Beginning with the first line of the entries below, quote each line until you reach and include the line with "use crate::error::ConfigError;".

### RECORDS ###

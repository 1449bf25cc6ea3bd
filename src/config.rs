//! Trust configuration: SuperAdmin keys, signature threshold, rules cache TTL.

use std::sync::Arc;
use std::time::Duration;

use crate::crypto::keys::PublicKeyMaterial;
use crate::error::ConfigError;
use crate::governance::DEFAULT_RULES_CACHE_TTL;

/// Default number of SuperAdmin signatures a rules container needs.
pub const DEFAULT_MIN_VALID_SIGNATURES: usize = 1;

/// Validated trust anchor settings.
#[derive(Debug, Clone)]
pub struct TrustConfig {
    super_admin_keys: Arc<[PublicKeyMaterial]>,
    min_valid_signatures: usize,
    rules_cache_ttl: Duration,
}

impl TrustConfig {
    pub fn new(
        super_admin_keys: Vec<PublicKeyMaterial>,
        min_valid_signatures: usize,
    ) -> Result<Self, ConfigError> {
        if min_valid_signatures == 0 {
            return Err(ConfigError::InvalidMinValidSignatures(min_valid_signatures));
        }
        if super_admin_keys.is_empty() {
            return Err(ConfigError::MissingSuperAdminKeys);
        }
        if min_valid_signatures > super_admin_keys.len() {
            return Err(ConfigError::ThresholdExceedsKeys {
                min: min_valid_signatures,
                keys: super_admin_keys.len(),
            });
        }
        Ok(Self {
            super_admin_keys: super_admin_keys.into(),
            min_valid_signatures,
            rules_cache_ttl: DEFAULT_RULES_CACHE_TTL,
        })
    }

    /// Decode SuperAdmin keys from PEM (or base64 of PEM/DER) strings.
    /// Any key that is not P-256 fails the whole configuration.
    pub fn from_pem_keys<S: AsRef<str>>(
        pems: &[S],
        min_valid_signatures: usize,
    ) -> Result<Self, ConfigError> {
        let keys = pems
            .iter()
            .map(|pem| PublicKeyMaterial::parse(pem.as_ref()))
            .collect::<Result<Vec<_>, _>>()?;
        Self::new(keys, min_valid_signatures)
    }

    pub fn with_rules_cache_ttl(mut self, ttl: Duration) -> Result<Self, ConfigError> {
        if ttl.is_zero() {
            return Err(ConfigError::InvalidCacheTtl);
        }
        self.rules_cache_ttl = ttl;
        Ok(self)
    }

    pub fn super_admin_keys(&self) -> &[PublicKeyMaterial] {
        &self.super_admin_keys
    }

    pub(crate) fn shared_keys(&self) -> Arc<[PublicKeyMaterial]> {
        Arc::clone(&self.super_admin_keys)
    }

    pub fn min_valid_signatures(&self) -> usize {
        self.min_valid_signatures
    }

    pub fn rules_cache_ttl(&self) -> Duration {
        self.rules_cache_ttl
    }
}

###

## [TASK RESPONSE]
repository 1449bf25cc6ea3bd
filename src/config.rs
//! Trust configuration: SuperAdmin keys, signature threshold, rules cache TTL.

use std::sync::Arc;
use std::time::Duration;

use crate::crypto::keys::PublicKeyMaterial;
use crate::error::ConfigError;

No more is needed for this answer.